Honouring a pioneer
© Foto-net

One of football’s “forgotten heroes” moved another step closer to global recognition on 6 June when representatives of the Arthur Wharton Foundation travelled to FIFA’s Zurich headquarters to hand over a statue depicting the Africa-born goalkeeper in action.

Produced thanks to a charitable donation made by world football’s governing body, the statue is one of a special series honouring Wharton, with a similar hand-over having already taken place at the Wembley Stadium headquarters of The FA andanother one due to occur at UEFA’s base in Nyon, Switzerland, in the coming weeks.

Highly-regarded in the North of England as one of the leading sportsmen of his day, Wharton achieved many “firsts”, including setting the first world sprint record over 100 yards in 1886. When it came to football, he was the sport’s first black professional as well as the first black man to play in England’s top division.

Following his death in poverty in 1930, Wharton’s story slipped into obscurity for decades and it was only in 1997 that money was raised to mark his unmarked pauper’s grave with a headstone. Since then, the Arthur Wharton Foundation has been working to further raise awareness of the player and his story, while also promoting the continuing need for tolerance and racial equality in the modern day.

“I’m really proud to receive this statue of Arthur Wharton,” said FIFA President Joseph S. Blatter at the June presentation. “It will undoubtedly have a very special place at the Home of FIFA and I see it as recognition for FIFA’s work against discrimination all over the world.

“Things have changed over the years, but things still need to move on. Football has to bring everybody together and I congratulate the foundation for the tremendous work they’re doing.”

The statue was formally handed over to the FIFA President by Dentaa, an award-winning Ghanaian entrepreneur and founder of the Ghana UK Based Achievement Awards, with Arthur Wharton Foundation founder Shaun Campbell also presenting a plaque portraying Wharton and a list of the clubs he played for.
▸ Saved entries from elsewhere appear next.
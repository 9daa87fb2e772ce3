use crate::models::{FileTree, has_markdown_extension};
use relative_path::{RelativePath, RelativePathBuf};
use std::fs::{self, OpenOptions};
use std::path::{Path, PathBuf};

#[derive(Debug, thiserror::Error)]
pub enum IoError {
    #[error("File not found: {0}")]
    NotFound(PathBuf),
    #[error("IO error: {0}")]
    Io(#[from] std::io::Error),
    #[error("Invalid notes directory: {0}")]
    InvalidNotesDir(String),
    #[error("File already exists: {0}")]
    AlreadyExists(PathBuf),
    #[error("No folder is open")]
    NoFolderOpen,
    #[error("No file is open")]
    NoFileOpen,
    #[error("Invalid file name: {0:?}")]
    InvalidFileName(String),
    #[error("Unsaved changes in {0}")]
    UnsavedChanges(RelativePathBuf),
}

/// Read a markdown file and return its content
pub fn read_file(relative_path: &RelativePath, notes_root: &Path) -> Result<String, IoError> {
    let absolute_path = relative_path.to_path(notes_root);
    if !absolute_path.exists() {
        return Err(IoError::NotFound(absolute_path));
    }
    fs::read_to_string(&absolute_path).map_err(IoError::Io)
}

/// Write content to a markdown file, creating parent directories as needed
pub fn write_file(
    relative_path: &RelativePath,
    notes_root: &Path,
    content: &str,
) -> Result<(), IoError> {
    let absolute_path = relative_path.to_path(notes_root);

    if let Some(parent) = absolute_path.parent() {
        fs::create_dir_all(parent).map_err(IoError::Io)?;
    }

    fs::write(&absolute_path, content).map_err(IoError::Io)
}

/// Create a new empty file. Fails if anything already exists at the path.
pub fn create_file(relative_path: &RelativePath, notes_root: &Path) -> Result<PathBuf, IoError> {
    let absolute_path = relative_path.to_path(notes_root);

    if let Some(parent) = absolute_path.parent() {
        fs::create_dir_all(parent).map_err(IoError::Io)?;
    }

    match OpenOptions::new()
        .write(true)
        .create_new(true)
        .open(&absolute_path)
    {
        Ok(_) => {
            log::info!("created {}", absolute_path.display());
            Ok(absolute_path)
        }
        Err(e) if e.kind() == std::io::ErrorKind::AlreadyExists => {
            Err(IoError::AlreadyExists(absolute_path))
        }
        Err(e) => Err(IoError::Io(e)),
    }
}

/// Scan for markdown files in the notes directory, skipping hidden entries
pub fn scan_markdown_files(notes_root: &Path) -> Result<Vec<PathBuf>, IoError> {
    let (mut files, _) = scan(notes_root)?;
    files.sort();
    Ok(files)
}

/// Scan for every folder under the notes directory, including empty ones
pub fn scan_folders(notes_root: &Path) -> Result<Vec<PathBuf>, IoError> {
    let (_, mut folders) = scan(notes_root)?;
    folders.sort();
    Ok(folders)
}

/// Build a file tree from the markdown files and folders in the notes directory
pub fn build_file_tree(notes_root: &Path) -> Result<FileTree, IoError> {
    let (files, folders) = scan(notes_root)?;
    log::debug!(
        "scanned {}: {} files, {} folders",
        notes_root.display(),
        files.len(),
        folders.len()
    );
    Ok(FileTree::build(notes_root.to_path_buf(), &files, &folders))
}

/// Rescan `tree`'s root in place, keeping its expansion state
pub fn refresh_file_tree(tree: &mut FileTree) -> Result<(), IoError> {
    let (files, folders) = scan(tree.root_path())?;
    tree.refresh(&files, &folders);
    Ok(())
}

fn scan(notes_root: &Path) -> Result<(Vec<PathBuf>, Vec<PathBuf>), IoError> {
    if !notes_root.exists() {
        return Err(IoError::InvalidNotesDir(
            "notes directory not found".to_string(),
        ));
    }

    let mut files = Vec::new();
    let mut folders = Vec::new();
    scan_directory_recursive(notes_root, &mut files, &mut folders)?;
    Ok((files, folders))
}

fn is_hidden(path: &Path) -> bool {
    path.file_name()
        .and_then(|name| name.to_str())
        .is_some_and(|name| name.starts_with('.'))
}

fn scan_directory_recursive(
    dir: &Path,
    files: &mut Vec<PathBuf>,
    folders: &mut Vec<PathBuf>,
) -> Result<(), IoError> {
    let entries = fs::read_dir(dir).map_err(IoError::Io)?;

    for entry in entries {
        let entry = entry.map_err(IoError::Io)?;
        let path = entry.path();

        if is_hidden(&path) {
            continue;
        }

        if path.is_dir() {
            folders.push(path.clone());
            scan_directory_recursive(&path, files, folders)?;
        } else if let Some(name) = path.file_name().and_then(|name| name.to_str())
            && has_markdown_extension(name)
        {
            files.push(path);
        }
    }

    Ok(())
}

pub fn validate_notes_dir(path: &Path) -> Result<(), IoError> {
    if !path.exists() || !path.is_dir() {
        return Err(IoError::InvalidNotesDir(
            "Directory does not exist".to_string(),
        ));
    }

    Ok(())
}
“It’s a historic day for us and for football,” Campbell said. “This statue is a testimony of the work being done by FIFA for diversity and against any type of discrimination. To see Arthur Wharton being recognised, honoured, and celebrated at the highest echelon in football is wonderful news, both poignant and appropriate as a lasting tribute to his legacy as the world’s first black professional footballer. The pioneering legacy that Arthur has bequeathed is far-reaching and should never be forgotten.”